> [EXERCISE DATA]
☆ ☆ ☆ ☆ ☆

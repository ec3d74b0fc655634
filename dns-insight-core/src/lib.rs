//! DNS Insight Core Library
//!
//! Drill-down panels for DNS zone metadata aggregated across many zones:
//! - MX records (`dnsType=mx`)
//! - SPF text records (`txtSearch=spf`)
//! - DKIM text records (`txtSearch=dkim`)
//!
//! Each category runs its own [`CategoryPipeline`]: a list load renders a
//! drill-down widget of aggregate groups, a selection on that widget issues a
//! detail load, and the detail response overwrites the category's detail
//! table. Pipelines never share rendering targets and never interact.
//!
//! Rendering targets are injected through the [`ListTarget`] / [`DetailTarget`]
//! traits, so the same pipelines drive the HTML panel ([`render::html`]) and
//! the terminal dashboard.
//!
//! ```rust,no_run
//! use std::sync::Arc;
//!
//! use dns_insight_core::render::html::{HtmlDetail, HtmlList};
//! use dns_insight_core::{Dashboard, DashboardConfig, Fetcher, HttpFetchClient};
//!
//! # async fn example() -> dns_insight_core::PanelResult<()> {
//! let config = DashboardConfig::default();
//! let fetcher = Fetcher::new(Arc::new(HttpFetchClient::new(&config.api)?));
//! let mut dashboard = Dashboard::new(fetcher, config.stale_responses, |_| {
//!     (HtmlList::default(), HtmlDetail::default())
//! });
//!
//! dashboard.start();
//! dashboard.settle().await;
//! # Ok(())
//! # }
//! ```

pub mod config;
pub mod dashboard;
pub mod error;
pub mod fetch;
pub mod pipeline;
pub mod query;
pub mod render;
pub mod types;

// Re-export common types
pub use config::{ApiConfig, DashboardConfig, StaleResponsePolicy};
pub use dashboard::Dashboard;
pub use error::{PanelError, PanelResult};
pub use fetch::{FetchClient, Fetcher, HttpFetchClient};
pub use pipeline::{CategoryPipeline, Delivery, PipelineEvent};
pub use render::{DetailTable, DetailTarget, DrillDownList, ListTarget};
pub use types::{
    Category, DetailRecord, ListEntry, Phase, PipelineContext, RequestId, SelectionEvent,
};
//!
//! app.rs
//! 应用主循环
//!
//!
//! 主循环大约每 100 ms 执行一次（取决于有无事件）
//! 应用的主循环中有：
//! loop {
//!
//!     terminal.draw(|f| view::render(&app, f))       // 渲染 UI
//!     if app.should_quit { break }                    // 检查 APP 是否应该退出
//!     if let Some(event) = poll_event() {             // 轮询获取输入，在此等待 100ms
//!         let msg = handle_event(event, &app);            // 接收原始事件并分发消息
//!         update::update(&mut app, msg)                   // 更新终端状态
//!     }
//!     while let Some(done) = dashboard.try_next_event() { // 取回已完成的后台请求
//!         update::update(&mut app, AppMessage::Pipeline(done))
//!     }
//! }
//!
//! fetch 在 tokio 工作线程上执行，主循环只负责把结果交给 Update 层，
//! 所以面板只会在这个线程上被修改。

use std::time::Duration;

use anyhow::Result;

use crate::event;
use crate::message::AppMessage;
use crate::model::App;
use crate::update;
use crate::util::Term;
use crate::view;

/// 运行应用主循环
pub fn run(terminal: &mut Term, app: &mut App) -> Result<()> {
    loop {
        // 1. 渲染 UI
        terminal.draw(|frame| {
            view::render(app, frame);
        })?;

        // 2. 检查是否应该退出
        if app.should_quit {
            break;
        }

        // 3. 轮询事件（100ms 超时）
        if let Some(event) = event::poll_event(Duration::from_millis(100))? {
            // 4. 处理事件，获取消息
            let msg = event::handle_event(event, app);

            // 5. 更新状态
            update::update(app, msg);
        }

        // 6. 应用已完成的请求
        while let Some(done) = app.dashboard.try_next_event() {
            update::update(app, AppMessage::Pipeline(done));
        }
    }

    Ok(())
}
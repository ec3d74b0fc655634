//!
//! src/message/mod.rs
//! Message 层：事件消息定义
//!
//! 作为 Event —→ Update 之间的桥梁
//! 所有的用户操作和状态变更都通过 Message 来表达，
//! 包括后台 fetch 完成后回到主循环的 PipelineEvent。
//!
//!
//! 有模块结构：
//!     src/message/mod.rs
//!         mod app;            // 主消息
//!         mod panel;          // 面板内的移动
//!
//!         pub use app::AppMessage;
//!         pub use panel::PanelMessage;
//!
//!
//!     消息的两个来源：
//!         · event/handler.rs   键盘事件 → AppMessage
//!         · app.rs             dashboard.try_next_event() → AppMessage::Pipeline
//!
//!     两者都交给 update::update(app, msg) 处理。
//!

mod app;
mod panel;

pub use app::AppMessage;
pub use panel::PanelMessage;
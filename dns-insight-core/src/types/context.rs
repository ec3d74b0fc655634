//! In-flight request context

use std::fmt;

use super::Category;

/// Request sequence number, monotonically increasing per category and phase
#[derive(Debug, Clone, Copy, PartialEq, Eq, PartialOrd, Ord, Hash, Default)]
pub struct RequestId(pub u64);

impl fmt::Display for RequestId {
    fn fmt(&self, f: &mut fmt::Formatter<'_>) -> fmt::Result {
        write!(f, "#{}", self.0)
    }
}

/// Which half of a pipeline issued a request
#[derive(Debug, Clone, PartialEq, Eq)]
pub enum Phase {
    /// Aggregate listing
    List,
    /// Records of one selected group
    Detail { group_id: String },
}

/// Context threaded through a fetch so the response lands in the right pipeline.
///
/// The fetch client never inspects it; it is handed back unmodified to
/// whichever continuation runs.
#[derive(Debug, Clone, PartialEq, Eq)]
pub struct PipelineContext {
    pub category: Category,
    pub phase: Phase,
    pub request_id: RequestId,
}

impl PipelineContext {
    /// Context for a list-mode request
    pub fn list(category: Category, request_id: RequestId) -> Self {
        Self {
            category,
            phase: Phase::List,
            request_id,
        }
    }

    /// Context for a detail-mode request
    pub fn detail(category: Category, group_id: impl Into<String>, request_id: RequestId) -> Self {
        Self {
            category,
            phase: Phase::Detail {
                group_id: group_id.into(),
            },
            request_id,
        }
    }

    /// Whether this context belongs to a list request
    pub fn is_list(&self) -> bool {
        matches!(self.phase, Phase::List)
    }
}

impl fmt::Display for PipelineContext {
    fn fmt(&self, f: &mut fmt::Formatter<'_>) -> fmt::Result {
        match &self.phase {
            Phase::List => write!(f, "{} list {}", self.category, self.request_id),
            Phase::Detail { group_id } => {
                write!(f, "{} detail '{group_id}' {}", self.category, self.request_id)
            }
        }
    }
}
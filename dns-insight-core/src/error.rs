//! Unified error type definition

use serde::Serialize;
use thiserror::Error;

use crate::types::Category;

/// Panel error type
///
/// Every failure is local to one category pipeline; the owning pipeline renders
/// it into the affected target and the other categories keep running.
#[derive(Error, Debug, Clone, PartialEq, Eq, Serialize)]
#[serde(tag = "code", content = "details")]
pub enum PanelError {
    /// Transport failure, timeout or non-success HTTP status
    #[error("Network failure for {path}: {detail}")]
    NetworkFailure { path: String, detail: String },

    /// Body is not JSON or does not match the schema of the endpoint mode
    #[error("Malformed response from {path}: {detail}")]
    MalformedResponse { path: String, detail: String },

    /// Selection event without an activated item (e.g. deselection)
    #[error("Selection event carries no activated item")]
    MissingSelectionContext,

    /// Selection routed to a pipeline owned by another category
    #[error("Selection for {actual} routed to the {expected} pipeline")]
    CategoryMismatch {
        expected: Category,
        actual: Category,
    },

    /// Invalid configuration
    #[error("Invalid configuration: {0}")]
    InvalidConfig(String),

    /// Unparseable category name or selection argument
    #[error("Validation error: {0}")]
    ValidationError(String),
}

impl PanelError {
    /// Whether it is expected behavior, used for log classification.
    ///
    /// Level `warn` should be used when returning `true` and level `error` when returning `false`.
    /// **Please update this method simultaneously when new variants are added.**
    #[must_use]
    pub fn is_expected(&self) -> bool {
        match self {
            Self::MissingSelectionContext | Self::InvalidConfig(_) | Self::ValidationError(_) => {
                true
            }
            Self::NetworkFailure { .. }
            | Self::MalformedResponse { .. }
            | Self::CategoryMismatch { .. } => false,
        }
    }
}

/// Panel Result type alias
pub type PanelResult<T> = std::result::Result<T, PanelError>;
//! Telephony-side wire protocol: JSON text frames in both directions.
//!
//! Inbound frames are classified up front into a tagged enum so the pumps
//! only branch on variants. Outbound media frames mirror the gateway's
//! expected shape exactly, one frame per emitted chunk.

use serde::{Deserialize, Serialize};

/// Messages received from the telephony gateway, tagged by `event`.
///
/// Unknown event types decode as `Other` and are ignored by the pumps;
/// frames that fail to decode entirely are skipped at the call site.
#[derive(Debug, Deserialize)]
#[serde(tag = "event", rename_all = "lowercase")]
pub enum TelephonyMessage {
    Start(StartEvent),
    Media {
        data: Option<MediaPayload>,
    },
    Stop,
    End,
    Close,
    #[serde(other)]
    Other,
}

/// The handshake start event. Gateways disagree on where the call id lives,
/// so all known locations are modeled and checked in order.
#[derive(Debug, Deserialize)]
pub struct StartEvent {
    pub ucid: Option<String>,
    pub start: Option<UcidField>,
    pub data: Option<UcidField>,
}

#[derive(Debug, Deserialize)]
pub struct UcidField {
    pub ucid: Option<String>,
}

/// Sentinel call id used when the start event carries none. Not an error.
pub const UNKNOWN_UCID: &str = "UNKNOWN";

impl StartEvent {
    /// Call id from `ucid`, `start.ucid`, or `data.ucid`, in that order.
    pub fn ucid(&self) -> String {
        self.ucid
            .clone()
            .or_else(|| self.start.as_ref().and_then(|s| s.ucid.clone()))
            .or_else(|| self.data.as_ref().and_then(|d| d.ucid.clone()))
            .unwrap_or_else(|| UNKNOWN_UCID.to_string())
    }
}

/// Payload of an inbound media event.
#[derive(Debug, Deserialize)]
pub struct MediaPayload {
    #[serde(default)]
    pub samples: Vec<i16>,
}

#[derive(Serialize)]
struct MediaFrame<'a> {
    event: &'static str,
    #[serde(rename = "type")]
    kind: &'static str,
    ucid: &'a str,
    data: MediaFrameData<'a>,
}

#[derive(Serialize)]
#[serde(rename_all = "camelCase")]
struct MediaFrameData<'a> {
    samples: &'a [i16],
    bits_per_sample: u8,
    sample_rate: u32,
    channel_count: u8,
    number_of_frames: usize,
    #[serde(rename = "type")]
    kind: &'static str,
}

/// Serialize one outbound media frame carrying exactly one chunk of samples
/// at the telephony rate.
pub fn media_frame(ucid: &str, samples: &[i16], sample_rate: u32) -> anyhow::Result<String> {
    let frame = MediaFrame {
        event: "media",
        kind: "media",
        ucid,
        data: MediaFrameData {
            samples,
            bits_per_sample: 16,
            sample_rate,
            channel_count: 1,
            number_of_frames: samples.len(),
            kind: "data",
        },
    };
    Ok(serde_json::to_string(&frame)?)
}

#[cfg(test)]
mod tests {
    use super::*;

    #[test]
    fn start_with_top_level_ucid() {
        let msg: TelephonyMessage =
            serde_json::from_str(r#"{"event":"start","ucid":"abc-123"}"#).unwrap();
        match msg {
            TelephonyMessage::Start(ev) => assert_eq!(ev.ucid(), "abc-123"),
            other => panic!("unexpected variant: {other:?}"),
        }
    }

    #[test]
    fn start_ucid_fallback_locations() {
        let nested: TelephonyMessage =
            serde_json::from_str(r#"{"event":"start","start":{"ucid":"n1"}}"#).unwrap();
        let in_data: TelephonyMessage =
            serde_json::from_str(r#"{"event":"start","data":{"ucid":"n2"}}"#).unwrap();
        let absent: TelephonyMessage = serde_json::from_str(r#"{"event":"start"}"#).unwrap();
        let ucids: Vec<String> = [nested, in_data, absent]
            .into_iter()
            .map(|m| match m {
                TelephonyMessage::Start(ev) => ev.ucid(),
                other => panic!("unexpected variant: {other:?}"),
            })
            .collect();
        assert_eq!(ucids, vec!["n1", "n2", UNKNOWN_UCID]);
    }

    #[test]
    fn top_level_ucid_wins_over_nested() {
        let msg: TelephonyMessage = serde_json::from_str(
            r#"{"event":"start","ucid":"top","start":{"ucid":"nested"}}"#,
        )
        .unwrap();
        match msg {
            TelephonyMessage::Start(ev) => assert_eq!(ev.ucid(), "top"),
            other => panic!("unexpected variant: {other:?}"),
        }
    }

    #[test]
    fn media_event_carries_samples() {
        let msg: TelephonyMessage =
            serde_json::from_str(r#"{"event":"media","data":{"samples":[1,-2,3]}}"#).unwrap();
        match msg {
            TelephonyMessage::Media { data: Some(d) } => assert_eq!(d.samples, vec![1, -2, 3]),
            other => panic!("unexpected variant: {other:?}"),
        }
    }

    #[test]
    fn stop_variants_decode() {
        for raw in [r#"{"event":"stop"}"#, r#"{"event":"end"}"#, r#"{"event":"close"}"#] {
            let msg: TelephonyMessage = serde_json::from_str(raw).unwrap();
            assert!(matches!(
                msg,
                TelephonyMessage::Stop | TelephonyMessage::End | TelephonyMessage::Close
            ));
        }
    }

    #[test]
    fn unknown_event_is_other() {
        let msg: TelephonyMessage =
            serde_json::from_str(r#"{"event":"dtmf","digit":"5"}"#).unwrap();
        assert!(matches!(msg, TelephonyMessage::Other));
    }

    #[test]
    fn malformed_json_is_an_error() {
        assert!(serde_json::from_str::<TelephonyMessage>("not json").is_err());
    }

    #[test]
    fn media_frame_shape() {
        let json = media_frame("u-1", &[10, 20, 30], 8000).unwrap();
        let v: serde_json::Value = serde_json::from_str(&json).unwrap();
        assert_eq!(v["event"], "media");
        assert_eq!(v["type"], "media");
        assert_eq!(v["ucid"], "u-1");
        assert_eq!(v["data"]["samples"], serde_json::json!([10, 20, 30]));
        assert_eq!(v["data"]["bitsPerSample"], 16);
        assert_eq!(v["data"]["sampleRate"], 8000);
        assert_eq!(v["data"]["channelCount"], 1);
        assert_eq!(v["data"]["numberOfFrames"], 3);
        assert_eq!(v["data"]["type"], "data");
    }
}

☆ ☆ ☆ ☆ ☆

> [AIM OF THE EXERCISE] Which lines in the records above contain the word "Option"? Return each of them.

> [OUTPUT BELOW]
        data: Option<MediaPayload>,
    pub ucid: Option<String>,
    pub start: Option<UcidField>,
    pub data: Option<UcidField>,
    pub ucid: Option<String>,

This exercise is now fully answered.